十年以后,再无沙州回鹘。

    只有汉家治下的沙州。

    纵然大宋以后不能长久的占领沙州,沙州的百姓,亦是汉儿。

    由此可见,寇季谋划的深远。

    监军们齐齐应允了一声。

    寇季让他们下去做准备。

    等到监军们离去以后,寇季看向还留在殿中的范仲淹,哭笑不得的道:“范兄,你我兄弟相称,你又何必……”

    寇季的话还没说完,就听范仲淹正色道:“贤弟,我最后一次叫你贤弟。我没有跟你开玩笑,我是十分认真的认你做先生。
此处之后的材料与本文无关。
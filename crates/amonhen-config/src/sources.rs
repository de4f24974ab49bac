//! Source-family configuration
//!
//! Grounded on `config.py::SourcesConfig` and friends. Content is opaque
//! to the rest of the core per `spec.md` §9 — no fetch adapter reads
//! these structs in this crate, they are carried for a caller outside the
//! pipeline's scope to configure its adapters against.

use std::path::Path;

use amonhen_core_types::{AmError, AmErrorKind, Result};
use serde::{Deserialize, Serialize};

#[derive(Debug, Clone, PartialEq, Serialize, Deserialize)]
pub struct RssSourceConfig {
    pub name: String,
    pub url: String,
    #[serde(default = "default_category")]
    pub category: String,
    #[serde(default = "default_refresh_minutes")]
    pub refresh_minutes: u32,
}

fn default_category() -> String {
    "uncategorized".to_string()
}

fn default_refresh_minutes() -> u32 {
    30
}

#[derive(Debug, Clone, PartialEq, Serialize, Deserialize)]
pub struct GdeltQueryConfig {
    pub name: String,
    pub keywords: Vec<String>,
    #[serde(default = "default_gdelt_refresh")]
    pub refresh_minutes: u32,
}

fn default_gdelt_refresh() -> u32 {
    15
}

#[derive(Debug, Clone, PartialEq, Serialize, Deserialize)]
#[serde(default)]
pub struct GdeltConfig {
    pub enabled: bool,
    pub queries: Vec<GdeltQueryConfig>,
}

impl Default for GdeltConfig {
    fn default() -> Self {
        Self {
            enabled: true,
            queries: Vec::new(),
        }
    }
}

#[derive(Debug, Clone, PartialEq, Serialize, Deserialize)]
#[serde(default)]
pub struct BlueskyConfig {
    pub enabled: bool,
    pub filter_mode: String,
    pub keywords: Vec<String>,
    pub max_posts_per_cycle: u32,
    pub refresh_minutes: u32,
}

impl Default for BlueskyConfig {
    fn default() -> Self {
        Self {
            enabled: true,
            filter_mode: "keyword".to_string(),
            keywords: Vec::new(),
            max_posts_per_cycle: 200,
            refresh_minutes: 5,
        }
    }
}

#[derive(Debug, Clone, PartialEq, Serialize, Deserialize)]
pub struct RedditSubredditConfig {
    pub name: String,
    #[serde(default = "default_sort")]
    pub sort: String,
    #[serde(default = "default_subreddit_limit")]
    pub limit: u32,
}

fn default_sort() -> String {
    "hot".to_string()
}

fn default_subreddit_limit() -> u32 {
    25
}

#[derive(Debug, Clone, PartialEq, Serialize, Deserialize)]
#[serde(default)]
pub struct RedditConfig {
    pub enabled: bool,
    pub subreddits: Vec<RedditSubredditConfig>,
    pub include_top_comments: u32,
    pub refresh_minutes: u32,
}

impl Default for RedditConfig {
    fn default() -> Self {
        Self {
            enabled: true,
            subreddits: Vec::new(),
            include_top_comments: 3,
            refresh_minutes: 30,
        }
    }
}

#[derive(Debug, Clone, PartialEq, Default, Serialize, Deserialize)]
#[serde(default)]
pub struct SourcesConfig {
    pub rss: Vec<RssSourceConfig>,
    pub gdelt: GdeltConfig,
    pub bluesky: BlueskyConfig,
    pub reddit: RedditConfig,
}

impl SourcesConfig {
    pub fn load(path: impl AsRef<Path>) -> Result<Self> {
        let path = path.as_ref();
        let raw = std::fs::read_to_string(path).map_err(|e| {
            AmError::new(AmErrorKind::Io)
                .with_op("sources_load")
                .with_message(e.to_string())
        })?;
        serde_yaml::from_str(&raw).map_err(|e| {
            AmError::new(AmErrorKind::Serialization)
                .with_op("sources_load")
                .with_message(format!("invalid sources YAML at {}: {e}", path.display()))
        })
    }
}

#[cfg(test)]
mod tests {
    use super::*;

    #[test]
    fn parses_a_full_sources_document() {
        let yaml = r#"
rss:
  - name: "bbc-world"
    url: "https://feeds.bbci.co.uk/news/world/rss.xml"
reddit:
  subreddits:
    - name: "worldnews"
"#;
        let dir = tempfile::tempdir().unwrap();
        let path = dir.path().join("sources.yaml");
        std::fs::write(&path, yaml).unwrap();

        let config = SourcesConfig::load(&path).unwrap();
        assert_eq!(config.rss.len(), 1);
        assert_eq!(config.rss[0].category, "uncategorized");
        assert_eq!(config.reddit.subreddits[0].sort, "hot");
        assert!(config.gdelt.enabled);
    }
}
//! Error helpers for amonhen-store
//!
//! Wraps [`amonhen_core_types::AmError`] with store-specific constructors.

use amonhen_core_types::{AmError, AmErrorKind};

pub use amonhen_core_types::Result;

/// Create a migration error
pub fn migration_error(migration_id: &str, reason: &str) -> AmError {
    AmError::new(AmErrorKind::Persistence)
        .with_op("migration")
        .with_message(format!("migration {migration_id} failed: {reason}"))
}

/// Create a database error from [`rusqlite::Error`]
pub fn from_rusqlite(err: rusqlite::Error) -> AmError {
    AmError::new(AmErrorKind::Persistence)
        .with_op("sqlite")
        .with_message(err.to_string())
}

/// Create a not-found error for a missing row
pub fn not_found(op: &str, entity_id: &str) -> AmError {
    AmError::new(AmErrorKind::NotFound)
        .with_op(op)
        .with_entity_id(entity_id)
        .with_message("row not found")
}

/// Create a duplicate-URL error (unique constraint violation on `source_url`)
pub fn duplicate_url(url: &str) -> AmError {
    AmError::new(AmErrorKind::DuplicateUrl)
        .with_op("insert_item")
        .with_message(format!("{url} already exists"))
}

/// Create an IO error
pub fn io_error(operation: &str, err: std::io::Error) -> AmError {
    AmError::new(AmErrorKind::Io)
        .with_op(operation.to_string())
        .with_message(err.to_string())
}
    你的为官之道,你的教诲,正是我为官多年以来,苦苦追寻的。

    若是能将你的为官之道发扬光大,引天下所有官员效仿,以后谁还敢小逊我宋人。

    区区辽国,又怎敢跟我大宋,大声说话。”

    寇季见范仲淹执拗的将自己说的话当成了至理,只能报以苦笑。

    范仲淹是史书上有名的贤臣。

    但凡是能成为史书上有名的贤臣的人,脾气多少有点执拗。

    他们认定的事情,轻易不会改变。

    不是谁三言两语就能说服的。

    寇季劝了范仲淹一句,见劝不动,就知道范仲淹已经下定了决心,将他的话引为至理,难以动摇。

    寇季苦笑着长叹了一声。

    范仲淹感慨道:“我初入汴京城的时候,你曾经告诉过我,为官要先天下之忧而忧,后天下之乐而乐。我一直将这句话记在心间,一直努力的在向这句话靠近。

    只是在朝中时间久了,见到的官员多了,心思微微有些动摇。

    总觉得天下间,没人能做到。

    直到今日听完了你的一席话,才明白。

    你做到了,而且做的很好。

    我不应该产生动摇,我应该照着这句话去做。”

    饶是寇季脸皮够厚,听到了范仲淹说出这番话,脸颊也羞红了一点。

    他用范仲淹说过的话,去征服范仲淹。

    却没料到,范仲淹有一天,会用自己的名言,来称赞自己。

    “范兄……”

    “先生以后称学生一声希文即可。”

    “……”

    寇季拗不过范仲淹,只能哭笑不得的道:“希文……有一个地方,需要你亲自去坐镇……”

    范仲淹一愣,沉吟道:“先生所说的地方,可是千佛洞?”

    寇季缓缓点头,“那些僧众,对我们怀有敌意,又孔武有力,十分不凡,让他们去开垦荒地,让他们去务农,他们恐怕不会轻易妥协。

    所以需要你去引导一番。”

    范仲淹缓缓点头,正色道:“交给学生就是……”

    顿了顿,范仲淹疑问道:“先生,刚才人多,有一些话,学生不方便说。如今剩下了您我二人,学生想要问问先生。”

    寇季示意道:“但说无妨……”

    范仲淹沉吟道:“十数万人开荒种田,依照要求,足足要开垦出千万亩良田,沙州可没这么多良田。”

    寇季笑道:“这个你不必担心,等我军拿下了瓜州,就有了。”

    范仲淹缓缓点头,继续说道:“若是开垦的良田,超出了数目,又当如何分配?从我大宋迁移百姓过来,还是……”

    寇季继续笑道:“此事你不必担心,我自有计较。”

    范仲淹见寇季心中有数,也不再多问。

    他拱手道:“那学生就先行告退……”

    范仲淹拱手施礼过后,退出了殿中。

    寇季一个人站在殿中,幽幽的叹息了一声,“这算什么事啊……”

    叹息过后,寇季派人去招来了刘亨。

    刘亨到了以后。

    寇季吩咐刘亨,将沙州城内的两万兵马,分派成以百人为单位的队伍,分别派遣往沙州各地。

    清剿那些盘据在沙州各地的沙州回鹘的逃民、逃兵,顺便驱赶那些狼虫虎豹。

    避免他们成为民夫们开荒路上的绊脚石。